The next 9 rows are sorted toward the target, and again we draw the graph up 9 steps.
This is a verbal description of how to construct the ROC curve. No need to go over this again, as it was just described in the last slide.
The step size for each row is based on the number of 1’s and zero’s in the data set, so that the graph, if we draw it based on the whole table, is plotted on the [0,1] x [0,1] range. For a model that is predicting well, you would expect that the graph, initially, would go more “up” than “over”, and the graph would be raised above the 45degree line shown on the chart. The higher the curve is above that 45 degree line, the better the model is doing at sorting.
Because ROC curves are always on the same scale., we can also use the area under the curve (AUC) as a metric of model quality.

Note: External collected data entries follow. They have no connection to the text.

//! Compliance monitor: decides when a worker must requalify.
//!
//! A worker in an active check is excluded from assignment until a check
//! passes. Checks are placed on a fixed cadence per connected worker, or
//! immediately when the report aggregator sees quality degrade. Failed
//! checks are retried with exponential backoff.

use std::sync::Arc;
use std::time::Duration;

use async_trait::async_trait;
use chrono::{DateTime, Utc};
use tracing::{debug, info, warn};

use super::Worker;
use super::registry::WorkerRegistry;
use crate::config::DispatchConfig;
use crate::error::WorkerError;

/// Performs the actual re-verification of a worker (e.g. a known prompt
/// whose answer is compared against a reference).
#[async_trait]
pub trait ComplianceProbe: Send + Sync {
    async fn verify(&self, worker: &Worker) -> bool;
}

/// Schedules and resolves compliance checks.
pub struct ComplianceMonitor {
    registry: Arc<WorkerRegistry>,
    cadence: Duration,
    base_backoff: Duration,
    max_backoff: Duration,
}

impl ComplianceMonitor {
    pub fn new(registry: Arc<WorkerRegistry>, config: &DispatchConfig) -> Self {
        Self {
            registry,
            cadence: config.compliance_cadence,
            base_backoff: config.compliance_base_backoff,
            max_backoff: config.compliance_max_backoff,
        }
    }

    /// Put the worker into a check due at `at`. Takes effect immediately:
    /// the worker leaves the eligible set before this returns.
    pub async fn schedule_check(
        &self,
        worker_id: &str,
        at: DateTime<Utc>,
    ) -> Result<Worker, WorkerError> {
        let worker = self
            .registry
            .update_worker(worker_id, |w| {
                w.in_compliance_check = true;
                w.next_compliance_check = Some(at);
            })
            .await?;
        info!(worker_id, at = %at, "Compliance check scheduled");
        Ok(worker)
    }

    /// Start an immediate check unless the worker is already in one.
    /// Returns whether a check was started.
    pub async fn start_check_if_clear(
        &self,
        worker_id: &str,
        at: DateTime<Utc>,
    ) -> Result<bool, WorkerError> {
        let mut started = false;
        self.registry
            .update_worker(worker_id, |w| {
                if !w.in_compliance_check {
                    w.in_compliance_check = true;
                    w.next_compliance_check = Some(at);
                    started = true;
                }
            })
            .await?;
        if started {
            info!(worker_id, at = %at, "Compliance check scheduled");
        }
        Ok(started)
    }

    pub async fn complete_check(
        &self,
        worker_id: &str,
        passed: bool,
    ) -> Result<Worker, WorkerError> {
        self.complete_check_at(worker_id, passed, Utc::now()).await
    }

    /// Resolve a check. A pass clears the flag and books the next routine
    /// check; a failure keeps the worker excluded and retries after backoff.
    pub async fn complete_check_at(
        &self,
        worker_id: &str,
        passed: bool,
        now: DateTime<Utc>,
    ) -> Result<Worker, WorkerError> {
        let cadence = self.cadence;
        let (base, max) = (self.base_backoff, self.max_backoff);

        let worker = self
            .registry
            .update_worker(worker_id, |w| {
                if passed {
                    w.in_compliance_check = false;
                    w.failed_checks = 0;
                    w.next_compliance_check = Some(now + to_chrono(cadence));
                } else {
                    w.in_compliance_check = true;
                    w.failed_checks = w.failed_checks.saturating_add(1);
                    w.next_compliance_check =
                        Some(now + to_chrono(backoff(base, max, w.failed_checks)));
                }
            })
            .await?;

        if passed {
            info!(worker_id, "Compliance check passed");
        } else {
            warn!(
                worker_id,
                failures = worker.failed_checks,
                retry_at = ?worker.next_compliance_check,
                "Compliance check failed"
            );
        }
        Ok(worker)
    }

    /// Apply the periodic cadence. Connected workers seen for the first time
    /// get their first check booked; workers whose routine check is due are
    /// moved into a check. Returns every worker whose check is due for a
    /// probe now.
    pub async fn run_due_checks(&self, now: DateTime<Utc>) -> Vec<String> {
        let mut due = Vec::new();

        for worker_id in self.registry.connected_workers().await {
            let worker = match self.registry.get(&worker_id).await {
                Ok(w) => w,
                Err(_) => continue,
            };

            match worker.next_compliance_check {
                None if !worker.in_compliance_check => {
                    let next = now + to_chrono(self.cadence);
                    if let Err(e) = self
                        .registry
                        .update_worker(&worker_id, |w| w.next_compliance_check = Some(next))
                        .await
                    {
                        warn!(worker_id = %worker_id, error = %e, "Failed to book first compliance check");
                    }
                }
                Some(at) if at <= now => {
                    if !worker.in_compliance_check {
                        if let Err(e) = self.schedule_check(&worker_id, at).await {
                            warn!(worker_id = %worker_id, error = %e, "Failed to start routine compliance check");
                            continue;
                        }
                    }
                    due.push(worker_id);
                }
                None => due.push(worker_id),
                Some(_) => {}
            }
        }

        if !due.is_empty() {
            debug!(count = due.len(), "Compliance checks due");
        }
        due
    }

    /// Run one round: start due checks and resolve each through `probe`.
    pub async fn probe_due(&self, probe: &dyn ComplianceProbe, now: DateTime<Utc>) -> usize {
        let due = self.run_due_checks(now).await;
        let mut resolved = 0;
        for worker_id in due {
            let worker = match self.registry.get(&worker_id).await {
                Ok(w) => w,
                Err(_) => continue,
            };
            let passed = probe.verify(&worker).await;
            if self.complete_check_at(&worker_id, passed, now).await.is_ok() {
                resolved += 1;
            }
        }
        resolved
    }
}

/// Delay before retrying after `failures` consecutive failed checks.
fn backoff(base: Duration, max: Duration, failures: u32) -> Duration {
    let exp = failures.saturating_sub(1).min(16);
    base.saturating_mul(1u32 << exp).min(max)
}

fn to_chrono(d: Duration) -> chrono::Duration {
    chrono::Duration::from_std(d).unwrap_or_else(|_| chrono::Duration::days(3650))
}

/// Spawn a background task that applies the check cadence. With a probe,
/// due checks are also resolved; without one they stay open until
/// [`ComplianceMonitor::complete_check`] is called from outside.
pub fn spawn_compliance_task(
    monitor: Arc<ComplianceMonitor>,
    probe: Option<Arc<dyn ComplianceProbe>>,
    every: Duration,
) -> tokio::task::JoinHandle<()> {
    tokio::spawn(async move {
        let mut interval = tokio::time::interval(every);
        loop {
            interval.tick().await;
            match probe {
                Some(ref probe) => {
                    monitor.probe_due(probe.as_ref(), Utc::now()).await;
                }
                None => {
                    monitor.run_due_checks(Utc::now()).await;
                }
            }
        }
    })
}

#[cfg(test)]
mod tests {
    use super::*;
    use crate::fingerprint::{ModelConfig, WorkerConfig};

    fn config() -> WorkerConfig {
        WorkerConfig {
            model: ModelConfig {
                model_id: "m".into(),
                max_input_length: 10,
                max_total_length: 20,
            },
            plugins: vec![],
            max_parallel_requests: 1,
        }
    }

    async fn setup() -> (Arc<WorkerRegistry>, ComplianceMonitor) {
        let registry = Arc::new(WorkerRegistry::new());
        registry.register("w1", "W1", config(), None).await.unwrap();
        let monitor = ComplianceMonitor::new(Arc::clone(&registry), &DispatchConfig::default());
        (registry, monitor)
    }

    struct FixedProbe(bool);

    #[async_trait]
    impl ComplianceProbe for FixedProbe {
        async fn verify(&self, _worker: &Worker) -> bool {
            self.0
        }
    }

    #[test]
    fn backoff_doubles_and_caps() {
        let base = Duration::from_secs(60);
        let max = Duration::from_secs(300);
        assert_eq!(backoff(base, max, 1), Duration::from_secs(60));
        assert_eq!(backoff(base, max, 2), Duration::from_secs(120));
        assert_eq!(backoff(base, max, 3), Duration::from_secs(240));
        assert_eq!(backoff(base, max, 4), max);
        assert_eq!(backoff(base, max, 40), max);
    }

    #[tokio::test]
    async fn schedule_check_excludes_worker_immediately() {
        let (registry, monitor) = setup().await;
        let fp = config().fingerprint().unwrap();
        assert_eq!(registry.eligible_workers(&fp).await, vec!["w1"]);

        let worker = monitor.schedule_check("w1", Utc::now()).await.unwrap();
        assert!(worker.in_compliance_check);
        assert!(registry.eligible_workers(&fp).await.is_empty());
    }

    #[tokio::test]
    async fn start_check_if_clear_fires_once() {
        let (_registry, monitor) = setup().await;
        let now = Utc::now();
        assert!(monitor.start_check_if_clear("w1", now).await.unwrap());
        assert!(!monitor.start_check_if_clear("w1", now).await.unwrap());
    }

    #[tokio::test]
    async fn passed_check_restores_eligibility() {
        let (registry, monitor) = setup().await;
        let fp = config().fingerprint().unwrap();
        let now = Utc::now();
        monitor.schedule_check("w1", now).await.unwrap();
        let worker = monitor.complete_check_at("w1", true, now).await.unwrap();

        assert!(!worker.in_compliance_check);
        assert_eq!(
            worker.next_compliance_check,
            Some(now + to_chrono(DispatchConfig::default().compliance_cadence))
        );
        assert_eq!(registry.eligible_workers(&fp).await, vec!["w1"]);
    }

    #[tokio::test]
    async fn failed_check_backs_off() {
        let (registry, monitor) = setup().await;
        let fp = config().fingerprint().unwrap();
        let now = Utc::now();
        monitor.schedule_check("w1", now).await.unwrap();

        let first = monitor.complete_check_at("w1", false, now).await.unwrap();
        let second = monitor.complete_check_at("w1", false, now).await.unwrap();
        assert!(second.in_compliance_check);
        assert_eq!(second.failed_checks, 2);
        assert!(second.next_compliance_check > first.next_compliance_check);
        assert!(registry.eligible_workers(&fp).await.is_empty());
    }

    #[tokio::test]
    async fn cadence_books_then_triggers_checks() {
        let (registry, monitor) = setup().await;
        let now = Utc::now();

        assert!(monitor.run_due_checks(now).await.is_empty());
        let booked = registry.get("w1").await.unwrap().next_compliance_check.unwrap();
        assert!(booked > now);
        assert!(!registry.get("w1").await.unwrap().in_compliance_check);

        let due = monitor.run_due_checks(booked).await;
        assert_eq!(due, vec!["w1"]);
        assert!(registry.get("w1").await.unwrap().in_compliance_check);
    }

    #[tokio::test]
    async fn probe_resolves_due_checks() {
        let (registry, monitor) = setup().await;
        let now = Utc::now();
        monitor.schedule_check("w1", now).await.unwrap();

        let resolved = monitor.probe_due(&FixedProbe(true), now).await;
        assert_eq!(resolved, 1);
        assert!(!registry.get("w1").await.unwrap().in_compliance_check);

        monitor.schedule_check("w1", now).await.unwrap();
        monitor.probe_due(&FixedProbe(false), now).await;
        assert!(registry.get("w1").await.unwrap().in_compliance_check);
    }

    #[tokio::test]
    async fn background_task_applies_cadence_without_probe() {
        let registry = Arc::new(WorkerRegistry::new());
        registry.register("w1", "W1", config(), None).await.unwrap();
        let monitor = Arc::new(ComplianceMonitor::new(
            Arc::clone(&registry),
            &DispatchConfig {
                compliance_cadence: Duration::from_millis(1),
                ..DispatchConfig::default()
            },
        ));

        let handle = spawn_compliance_task(Arc::clone(&monitor), None, Duration::from_millis(5));
        tokio::time::sleep(Duration::from_millis(100)).await;
        handle.abort();

        let worker = registry.get("w1").await.unwrap();
        assert!(worker.in_compliance_check);
        assert!(worker.next_compliance_check.is_some());
        // no probe, so the check stays open
        assert_eq!(worker.failed_checks, 0);
    }

    #[tokio::test]
    async fn unknown_worker_errors() {
        let (_registry, monitor) = setup().await;
        assert!(monitor.schedule_check("nope", Utc::now()).await.is_err());
        assert!(monitor.complete_check("nope", true).await.is_err());
    }
}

A model that predicts perfectly (and therefore sorts perfectly), would have a ROC curve that goes up all the way to 1, and then over all the way to 1, so it looks like an upper right angle. A model that does not better than just picking or sorting at random would have a ROC curve that looks roughly like the 45 degree lines. So the more the ROC curve is above the 45 degree line, the better the model.
Each point on this curve corresponds to a particular Probability that can be used as a threshold for making decisions about an observation. Take, for instance, the point indicated on the graph (click animation to show). If the associated probability threshold were used to make decisions about the “Good/Bad” outcome, we would expect to correctly classify about 57% of the “Bad” credit risk, but at the tradeoff cost of incorrectly classifying about 27% of “Good” credit risk individuals as a “Bad” credit risk. (an expected question...how do I find that decision threshold? Unfortunately, with JMP you have to search the sorted table to find it. In JMP 11 there will also be a “cumulative” gains chart that is easier to use to find this threshold in the table. The Y axis for the cum gains chart will be the same as the ROC curve (Sensitivity), but the X-axis will be the sorted portion of the data, which you can then use to somewhat easily find the row and lookup it’s associated predicted probability).